4 out of 5 stars
A copy of this was provided free of charge from the publisher in return for an honest review.
When I went to college and university I learn how to make things out of metal to greater and greater precision on a variety of tools. When I got to work we were taught how to use one of the very first CNC machines that were that old that they used punched cards to program the machine. Now days an engineer doesn’t even need to venture out onto the workshop floor to see a piece being made to very high precision.
Whilst we need high precision for some things, I can appreciate the care and attention that has gone into a hand made and beautiful object. There is something about the way that these items are crafted, that each is unique in its own special way and that there are still people with the skills to turn, wood, metal or ceramics into useful objects. Kary knows this process intimately, he began as a designer, manufacturer and supplier and now is a designer and maker of his own furniture from local hardwoods near to his home in Devon. His style has changed from what he learnt as an apprentice, rather than remove all the imperfections of the raw material he now works with the flaws to make them part of the finished piece.
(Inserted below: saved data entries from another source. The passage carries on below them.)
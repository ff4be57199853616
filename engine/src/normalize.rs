//! Field normalization at the source boundary.
//!
//! Pure functions mapping external vocabularies and loosely typed JSON values
//! onto canonical local values. Status lookups never fail: anything that is
//! not in the table lands in the `Unknown` bucket.

use chrono::{DateTime, Utc};
use rust_decimal::Decimal;
use serde::{Deserialize, Serialize};
use serde_json::Value;
use std::str::FromStr;
use thiserror::Error;

/// A single field that could not be normalized.
#[derive(Debug, Error, Clone, PartialEq, Eq)]
#[error("field '{field}': {reason}")]
pub struct FieldError {
    pub field: &'static str,
    pub reason: String,
}

impl FieldError {
    fn new(field: &'static str, reason: impl Into<String>) -> Self {
        Self {
            field,
            reason: reason.into(),
        }
    }
}

pub type FieldResult<T> = std::result::Result<T, FieldError>;

// ============================================================================
// Status vocabularies
// ============================================================================

/// Local order (and order line) status.
#[derive(Debug, Clone, Copy, PartialEq, Eq, Hash, Default, Serialize, Deserialize)]
#[serde(rename_all = "camelCase")]
pub enum OrderStatus {
    Awaiting,
    New,
    Preparing,
    Invoiced,
    Shipped,
    Delivered,
    Undelivered,
    Cancelled,
    Returned,
    #[default]
    Unknown,
}

/// Local customer-question status.
#[derive(Debug, Clone, Copy, PartialEq, Eq, Hash, Default, Serialize, Deserialize)]
#[serde(rename_all = "camelCase")]
pub enum QuestionStatus {
    Waiting,
    PendingApproval,
    Answered,
    Reported,
    Rejected,
    #[default]
    Unknown,
}

/// Local claim item status.
#[derive(Debug, Clone, Copy, PartialEq, Eq, Hash, Default, Serialize, Deserialize)]
#[serde(rename_all = "camelCase")]
pub enum ClaimStatus {
    Created,
    WaitingAction,
    InAnalysis,
    Accepted,
    Rejected,
    Cancelled,
    Unresolved,
    #[default]
    Unknown,
}

/// Fold case and separators so `WAITING_FOR_ANSWER`, `WaitingForAnswer` and
/// `waiting for answer` compare equal.
fn fold(raw: &str) -> String {
    raw.chars()
        .filter(|c| !matches!(c, '_' | '-' | ' '))
        .flat_map(char::to_lowercase)
        .collect()
}

/// Map an external order or package status onto [`OrderStatus`].
pub fn order_status(raw: &str) -> OrderStatus {
    match fold(raw).as_str() {
        "awaiting" => OrderStatus::Awaiting,
        "created" => OrderStatus::New,
        "picking" | "repack" | "unpacked" | "readytoship" => OrderStatus::Preparing,
        "invoiced" => OrderStatus::Invoiced,
        "shipped" | "atcollectionpoint" => OrderStatus::Shipped,
        "delivered" => OrderStatus::Delivered,
        "undelivered" => OrderStatus::Undelivered,
        "cancelled" | "canceled" | "unsupplied" => OrderStatus::Cancelled,
        "returned" => OrderStatus::Returned,
        _ => OrderStatus::Unknown,
    }
}

/// Map an external question status onto [`QuestionStatus`].
pub fn question_status(raw: &str) -> QuestionStatus {
    match fold(raw).as_str() {
        "waitingforanswer" => QuestionStatus::Waiting,
        "waitingforapprove" | "waitingforapproval" => QuestionStatus::PendingApproval,
        "answered" => QuestionStatus::Answered,
        "reported" => QuestionStatus::Reported,
        "rejected" => QuestionStatus::Rejected,
        _ => QuestionStatus::Unknown,
    }
}

/// Map an external claim item status onto [`ClaimStatus`].
pub fn claim_status(raw: &str) -> ClaimStatus {
    match fold(raw).as_str() {
        "created" => ClaimStatus::Created,
        "waitinginaction" => ClaimStatus::WaitingAction,
        "inanalysis" => ClaimStatus::InAnalysis,
        "accepted" => ClaimStatus::Accepted,
        "rejected" => ClaimStatus::Rejected,
        "cancelled" | "canceled" => ClaimStatus::Cancelled,
        "unresolved" => ClaimStatus::Unresolved,
        _ => ClaimStatus::Unknown,
    }
}

// ============================================================================
// Timestamps
// ============================================================================

/// Convert epoch milliseconds to a UTC timestamp.
pub fn epoch_millis(millis: i64) -> Option<DateTime<Utc>> {
    DateTime::from_timestamp_millis(millis)
}

/// Normalize a required epoch-millisecond field given as a number or a
/// numeric string.
pub fn timestamp_value(field: &'static str, value: &Value) -> FieldResult<DateTime<Utc>> {
    optional_timestamp_value(field, value)?
        .ok_or_else(|| FieldError::new(field, "missing timestamp"))
}

/// Like [`timestamp_value`], but `null` and absent values are `None`.
pub fn optional_timestamp_value(
    field: &'static str,
    value: &Value,
) -> FieldResult<Option<DateTime<Utc>>> {
    let millis = match value {
        Value::Null => return Ok(None),
        Value::Number(n) => match n.as_i64() {
            Some(ms) => ms,
            None => n
                .as_f64()
                .filter(|f| f.is_finite() && f.fract() == 0.0)
                .map(|f| f as i64)
                .ok_or_else(|| {
                    FieldError::new(field, format!("not an epoch millisecond value: {n}"))
                })?,
        },
        Value::String(s) if s.trim().is_empty() => return Ok(None),
        Value::String(s) => s
            .trim()
            .parse::<i64>()
            .map_err(|_| FieldError::new(field, format!("not an epoch millisecond value: {s:?}")))?,
        other => {
            return Err(FieldError::new(
                field,
                format!("expected epoch milliseconds, got {}", json_type_name(other)),
            ))
        }
    };

    epoch_millis(millis)
        .map(Some)
        .ok_or_else(|| FieldError::new(field, format!("timestamp out of range: {millis}")))
}

// ============================================================================
// Numbers
// ============================================================================

/// Parse a decimal string written with either `.` or `,` as the decimal
/// separator. When both appear, the last one is the decimal separator and the
/// other is treated as a grouping mark.
pub fn parse_decimal(raw: &str) -> Option<Decimal> {
    let raw = raw.trim();
    if raw.is_empty() {
        return None;
    }

    let cleaned = match (raw.rfind('.'), raw.rfind(',')) {
        (Some(dot), Some(comma)) if comma > dot => raw.replace('.', "").replace(',', "."),
        (Some(_), Some(_)) => raw.replace(',', ""),
        (None, Some(_)) => raw.replace(',', "."),
        _ => raw.to_string(),
    };

    Decimal::from_str(&cleaned)
        .or_else(|_| Decimal::from_scientific(&cleaned))
        .ok()
}

/// Normalize a money/quantity-like field given as a JSON number or a numeric
/// string. `null` is zero.
pub fn decimal_value(field: &'static str, value: &Value) -> FieldResult<Decimal> {
    match value {
        Value::Null => Ok(Decimal::ZERO),
        Value::Number(n) => parse_decimal(&n.to_string())
            .ok_or_else(|| FieldError::new(field, format!("not a decimal: {n}"))),
        Value::String(s) => {
            parse_decimal(s).ok_or_else(|| FieldError::new(field, format!("not a decimal: {s:?}")))
        }
        other => Err(FieldError::new(
            field,
            format!("expected a decimal, got {}", json_type_name(other)),
        )),
    }
}

/// Normalize an integer count given as a number or numeric string. `null` is zero.
pub fn integer_value(field: &'static str, value: &Value) -> FieldResult<i64> {
    match value {
        Value::Null => Ok(0),
        Value::Number(n) => n
            .as_i64()
            .ok_or_else(|| FieldError::new(field, format!("not an integer: {n}"))),
        Value::String(s) => s
            .trim()
            .parse::<i64>()
            .map_err(|_| FieldError::new(field, format!("not an integer: {s:?}"))),
        other => Err(FieldError::new(
            field,
            format!("expected an integer, got {}", json_type_name(other)),
        )),
    }
}

// ============================================================================
// Identifiers
// ============================================================================

/// Normalize a source identifier (numeric or string) into a non-empty string.
pub fn id_value(field: &'static str, value: &Value) -> FieldResult<String> {
    match value {
        Value::Number(n) => Ok(n.to_string()),
        Value::String(s) => non_empty(field, s),
        Value::Null => Err(FieldError::new(field, "missing identifier")),
        other => Err(FieldError::new(
            field,
            format!("expected an identifier, got {}", json_type_name(other)),
        )),
    }
}

/// Reject blank identifiers; natural keys must never be empty.
pub fn non_empty(field: &'static str, raw: &str) -> FieldResult<String> {
    let trimmed = raw.trim();
    if trimmed.is_empty() {
        Err(FieldError::new(field, "empty identifier"))
    } else {
        Ok(trimmed.to_string())
    }
}

fn json_type_name(value: &Value) -> &'static str {
    match value {
        Value::Null => "null",
        Value::Bool(_) => "bool",
        Value::Number(_) => "number",
        Value::String(_) => "string",
        Value::Array(_) => "array",
        Value::Object(_) => "object",
    }
}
His journey to find others who share his philosophy on making things with his hands will take him to basket makers, boat makers, a riddle maker, bodgers, ceramic specialists and foresters. With each of these people, he sees how they are taking the raw materials, working with those materials to transform them into something functional, useful and yet still beautiful.
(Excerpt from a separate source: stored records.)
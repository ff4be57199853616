//! Unified error handling for the server.

use axum::{
    http::StatusCode,
    response::{IntoResponse, Response},
    Json,
};
use serde::Serialize;

/// Failure of a whole source fetch or of a sync request.
///
/// Per-record problems never show up here; they travel as
/// [`marketsync_engine::Error`] inside the fetched batch.
#[derive(Debug, Clone, thiserror::Error)]
pub enum SyncError {
    /// Transport error, timeout or non-success HTTP status
    #[error("source unavailable: {0}")]
    SourceUnavailable(String),

    /// The response envelope could not be decoded
    #[error("malformed response: {0}")]
    MalformedResponse(String),

    /// Unknown platform or unusable client settings
    #[error("configuration error: {0}")]
    Configuration(String),

    #[error(transparent)]
    Engine(#[from] marketsync_engine::Error),
}

impl SyncError {
    pub fn unknown_platform(platform: impl std::fmt::Display) -> Self {
        SyncError::Configuration(format!("no client registered for platform '{platform}'"))
    }
}

impl From<reqwest::Error> for SyncError {
    fn from(err: reqwest::Error) -> Self {
        if err.is_decode() {
            SyncError::MalformedResponse(err.to_string())
        } else {
            SyncError::SourceUnavailable(err.to_string())
        }
    }
}

/// Application error type.
#[derive(Debug, thiserror::Error)]
pub enum AppError {
    #[error("Sync error: {0}")]
    Sync(#[from] SyncError),

    #[error("Invalid request: {0}")]
    BadRequest(String),
}

/// Error response body.
#[derive(Serialize)]
struct ErrorResponse {
    error: String,
    #[serde(skip_serializing_if = "Option::is_none")]
    details: Option<String>,
}

impl IntoResponse for AppError {
    fn into_response(self) -> Response {
        let (status, error_message, details) = match &self {
            AppError::Sync(SyncError::Configuration(msg)) => {
                (StatusCode::NOT_FOUND, "Unknown platform".to_string(), Some(msg.clone()))
            }
            AppError::Sync(
                e @ (SyncError::SourceUnavailable(_) | SyncError::MalformedResponse(_)),
            ) => {
                tracing::warn!("Source error: {}", e);
                (StatusCode::BAD_GATEWAY, "Source error".to_string(), Some(e.to_string()))
            }
            AppError::Sync(SyncError::Engine(e)) => {
                tracing::error!("Engine error: {:?}", e);
                (
                    StatusCode::INTERNAL_SERVER_ERROR,
                    "Internal server error".to_string(),
                    Some(e.to_string()),
                )
            }
            AppError::BadRequest(msg) => (StatusCode::BAD_REQUEST, msg.clone(), None),
        };

        let body = Json(ErrorResponse {
            error: error_message,
            details,
        });

        (status, body).into_response()
    }
}

/// Result type alias for handlers.
pub type Result<T> = std::result::Result<T, AppError>;

#[cfg(test)]
mod tests {
    use super::*;

    #[test]
    fn status_codes() {
        let unknown = AppError::from(SyncError::unknown_platform("hepsiburada")).into_response();
        assert_eq!(unknown.status(), StatusCode::NOT_FOUND);

        let upstream =
            AppError::from(SyncError::SourceUnavailable("timeout".into())).into_response();
        assert_eq!(upstream.status(), StatusCode::BAD_GATEWAY);

        let bad = AppError::BadRequest("category id".into()).into_response();
        assert_eq!(bad.status(), StatusCode::BAD_REQUEST);
    }

    #[test]
    fn unknown_platform_message() {
        assert_eq!(
            SyncError::unknown_platform("hepsiburada").to_string(),
            "configuration error: no client registered for platform 'hepsiburada'"
        );
    }
}
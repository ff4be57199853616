use crate::entity::{merge_children, ChildEntity, ChildMerge, Entity};
use crate::normalize::OrderStatus;
use crate::PlatformId;
use chrono::{DateTime, Utc};
use rust_decimal::Decimal;
use serde::{Deserialize, Serialize};

/// An order (shipment package) header.
#[derive(Debug, Clone, PartialEq, Serialize, Deserialize)]
#[serde(rename_all = "camelCase")]
pub struct Order {
    pub platform: PlatformId,
    pub order_number: String,
    /// Source shipment package id, kept for reference only.
    pub package_id: Option<String>,
    pub customer_name: String,
    pub customer_email: Option<String>,
    pub status: OrderStatus,
    pub currency: String,
    pub gross_amount: Decimal,
    pub total_discount: Decimal,
    pub total_price: Decimal,
    pub order_date: DateTime<Utc>,
    pub last_modified: Option<DateTime<Utc>>,
    pub cargo_provider: Option<String>,
    pub cargo_tracking_number: Option<String>,
    pub shipping_city: Option<String>,
    pub lines: Vec<OrderLine>,
}

#[derive(Debug, Clone, PartialEq, Serialize, Deserialize)]
#[serde(rename_all = "camelCase")]
pub struct OrderLine {
    pub line_id: String,
    pub product_name: String,
    pub barcode: Option<String>,
    pub merchant_sku: Option<String>,
    pub quantity: i64,
    pub unit_price: Decimal,
    pub amount: Decimal,
    pub discount: Decimal,
    pub color: Option<String>,
    pub size: Option<String>,
    pub status: OrderStatus,
}

impl Entity for Order {
    const COLLECTION: &'static str = "orders";

    fn platform(&self) -> &PlatformId {
        &self.platform
    }

    fn key_value(&self) -> String {
        self.order_number.clone()
    }

    fn merge_from(&mut self, mut incoming: Self) -> ChildMerge {
        let lines = std::mem::take(&mut incoming.lines);
        let kept = std::mem::take(&mut self.lines);
        *self = incoming;
        self.lines = kept;
        merge_children(&mut self.lines, lines)
    }
}

impl ChildEntity for OrderLine {
    fn child_key(&self) -> String {
        self.line_id.clone()
    }
}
Hard labour it would be, yet within it, to really make it work, there is something that transcends labour, a spirit which connects the human, the task and the transformation. There is magic here.
For a number of people the things that these artisans make, are not going to be affordable, which is why he has been involved with camps and teaching people who would not have had the opportunity to learn these crafts otherwise. Even though he is a master craftsman, he still finds techniques and skill that he has not yet come across. I really liked this book. Each chapter is preface with the beautiful illustrations of Lou Tonkin. Kary writes in a gentle and subtle way, teasing out the stories from the craftswomen and men that he meets on his journey around the country, whilst expanding on the principle, it is not what you are making, rather it is the process of making that we need. It is a similar philosophy to that of Peter Korn in his book, Why We Make Things and Why it Matter (which I can also recommend).